Comparative gene mapping in mammals typically involves identification of segments of conserved synteny in diverse genomes. The development of maps that permit comparison of gene order within conserved synteny has not advanced beyond the mouse map that takes advantage of linkage analysis in interspecific backcrosses. Radiation hybrid (RH) mapping provides a powerful tool for determining order of genes in genomes for which gene-based linkage mapping is impractical. Comparative RH mapping of 24 orthologous genes in this study revealed internal structural rearrangements between human chromosome 17 (HSA17) and bovine chromosome 19 (BTA19), two chromosomes known previously to be conserved completely and exclusively at level of synteny. Only six of the 24 genes had been previously ordered on the human G3 RH map.
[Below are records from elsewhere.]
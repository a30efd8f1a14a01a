use std::cmp::Ordering;
use std::sync::Arc;

use crate::core::{relatedness::RelatednessTable, scoring::calculate_skill_match, skills::SkillSet};
use crate::models::{Candidate, MatchResult, ScoringWeights};

/// Default number of matches returned
pub const DEFAULT_MATCH_LIMIT: usize = 25;

/// Result of a skill-matching run
#[derive(Debug)]
pub struct MatchOutcome {
    pub matches: Vec<MatchResult>,
    pub total_candidates: usize,
}

/// Skill-match orchestrator
///
/// # Pipeline Stages
/// 1. Score every candidate's skills against the query
/// 2. Drop candidates that scored zero
/// 3. Rank by score, then availability, then recency
/// 4. Truncate to the limit
#[derive(Debug, Clone)]
pub struct SkillMatcher {
    weights: ScoringWeights,
    table: Arc<RelatednessTable>,
    limit: usize,
}

impl SkillMatcher {
    pub fn new(weights: ScoringWeights, table: Arc<RelatednessTable>, limit: usize) -> Self {
        Self { weights, table, limit }
    }

    pub fn with_default_weights() -> Self {
        Self::new(
            ScoringWeights::default(),
            RelatednessTable::standard(),
            DEFAULT_MATCH_LIMIT,
        )
    }

    pub fn weights(&self) -> &ScoringWeights {
        &self.weights
    }

    pub fn limit(&self) -> usize {
        self.limit
    }

    /// Find the candidates whose skills best match the query
    ///
    /// # Arguments
    /// * `query` - Recruiter-entered skills
    /// * `candidates` - Candidate pool from the data layer
    /// * `limit` - Optional tighter cap than the configured one
    pub fn find_matches(
        &self,
        query: &SkillSet,
        candidates: Vec<Candidate>,
        limit: Option<usize>,
    ) -> MatchOutcome {
        let total_candidates = candidates.len();
        let limit = limit.map_or(self.limit, |l| l.min(self.limit));

        let mut matches: Vec<MatchResult> = candidates
            .into_iter()
            .filter_map(|candidate| {
                let skill_match =
                    calculate_skill_match(query, &candidate.skills, &self.weights, &self.table);

                if skill_match.score == 0 {
                    return None;
                }

                Some(MatchResult {
                    candidate,
                    match_score: skill_match.score,
                    matching_skills: skill_match.matching_skills,
                    match_details: skill_match.details,
                })
            })
            .collect();

        // Score (descending), then available first, then newest first
        matches.sort_by(|a, b| {
            b.match_score
                .cmp(&a.match_score)
                .then_with(|| availability_first(&a.candidate, &b.candidate))
                .then_with(|| newest_first(&a.candidate, &b.candidate))
        });

        matches.truncate(limit);

        tracing::debug!(
            "Skill match: {} of {} candidates matched {} query skills",
            matches.len(),
            total_candidates,
            query.len()
        );

        MatchOutcome {
            matches,
            total_candidates,
        }
    }
}

impl Default for SkillMatcher {
    fn default() -> Self {
        Self::with_default_weights()
    }
}

/// Orders available candidates ahead of busy ones
pub(crate) fn availability_first(a: &Candidate, b: &Candidate) -> Ordering {
    b.availability
        .is_available()
        .cmp(&a.availability.is_available())
}

/// Orders by creation time, newest first; missing timestamps sort last
pub(crate) fn newest_first(a: &Candidate, b: &Candidate) -> Ordering {
    b.created_at.cmp(&a.created_at)
}

#[cfg(test)]
mod tests {
    use super::*;
    use crate::models::Availability;
    use chrono::{Duration, Utc};

    fn create_candidate(id: &str, skills: &[&str], availability: Availability, age_days: i64) -> Candidate {
        Candidate {
            id: id.to_string(),
            name: format!("Candidate {}", id),
            email: format!("{}@example.com", id),
            phone: None,
            location: "Berlin".to_string(),
            title: String::new(),
            bio: String::new(),
            experience: "mid".to_string(),
            availability,
            expected_salary: String::new(),
            skills: SkillSet::from_list(skills),
            certificates: vec![],
            created_at: Some(Utc::now() - Duration::days(age_days)),
        }
    }

    #[test]
    fn test_find_matches_basic() {
        let matcher = SkillMatcher::with_default_weights();
        let query = SkillSet::parse("react, node");

        let candidates = vec![
            create_candidate("1", &["React", "Express", "MongoDB"], Availability::Available, 1),
            create_candidate("2", &["Photoshop"], Availability::Available, 1),
            create_candidate("3", &[], Availability::Available, 1),
        ];

        let result = matcher.find_matches(&query, candidates, None);

        assert_eq!(result.total_candidates, 3);
        assert_eq!(result.matches.len(), 1);
        assert_eq!(result.matches[0].candidate.id, "1");
        assert_eq!(result.matches[0].match_score, 67);
    }

    #[test]
    fn test_matches_sorted_by_score() {
        let matcher = SkillMatcher::with_default_weights();
        let query = SkillSet::parse("rust, go");

        let candidates = vec![
            create_candidate("half", &["Rust"], Availability::Available, 1),
            create_candidate("full", &["Rust", "Go"], Availability::Busy, 1),
        ];

        let result = matcher.find_matches(&query, candidates, None);

        assert_eq!(result.matches[0].candidate.id, "full");
        assert_eq!(result.matches[1].candidate.id, "half");
    }

    #[test]
    fn test_tie_breaks_availability_then_recency() {
        let matcher = SkillMatcher::with_default_weights();
        let query = SkillSet::parse("python");

        let candidates = vec![
            create_candidate("busy", &["Python"], Availability::Busy, 0),
            create_candidate("old", &["Python"], Availability::Available, 30),
            create_candidate("new", &["Python"], Availability::Available, 2),
        ];

        let result = matcher.find_matches(&query, candidates, None);
        let order: Vec<&str> = result.matches.iter().map(|m| m.candidate.id.as_str()).collect();

        assert_eq!(order, vec!["new", "old", "busy"]);
    }

    #[test]
    fn test_respects_limit() {
        let matcher = SkillMatcher::with_default_weights();
        let query = SkillSet::parse("docker");

        let candidates: Vec<Candidate> = (0..40)
            .map(|i| create_candidate(&i.to_string(), &["Docker"], Availability::Available, i))
            .collect();

        assert_eq!(matcher.find_matches(&query, candidates.clone(), None).matches.len(), 25);
        assert_eq!(matcher.find_matches(&query, candidates.clone(), Some(5)).matches.len(), 5);
        // a request cannot raise the configured cap
        assert_eq!(matcher.find_matches(&query, candidates, Some(100)).matches.len(), 25);
    }

    #[test]
    fn test_empty_query_returns_nothing() {
        let matcher = SkillMatcher::with_default_weights();
        let candidates = vec![create_candidate("1", &["React"], Availability::Available, 1)];

        let result = matcher.find_matches(&SkillSet::parse(""), candidates, None);

        assert!(result.matches.is_empty());
        assert_eq!(result.total_candidates, 1);
    }

    #[test]
    fn test_missing_timestamp_sorts_last() {
        let mut undated = create_candidate("undated", &["Go"], Availability::Available, 0);
        undated.created_at = None;
        let dated = create_candidate("dated", &["Go"], Availability::Available, 100);

        let result = SkillMatcher::default().find_matches(&SkillSet::parse("go"), vec![undated, dated], None);

        assert_eq!(result.matches[0].candidate.id, "dated");
    }
}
The use of the G3 panel to map the other 18, however, produced parallel RH maps for comparison of gene order at a resolution of <5 Mb on the bovine linkage map and from 1 to 3 Mb in the human physical map.

Figure 1

Comprehensive RH map of BTA chromosome 19. (Red) Framework markers ordered at odds >1000:1. (Green) Expressed genes and ESTs. Map units are cRays₅₀₀₀.

Figure 2

Parallel RH maps of BTA19 and HSA17. (Blue) Framework markers. The comparative RH map was divided into four regions with three breakpoints on each chromosome. Not only are the positions of region I (red) and region II (blue) inverted between human and bovine, but the gene orders within the two regions are also shuffled. (Green) Region III has the same gene order between human and cattle. The gene orders in region IV (black) between human and cattle are inverted.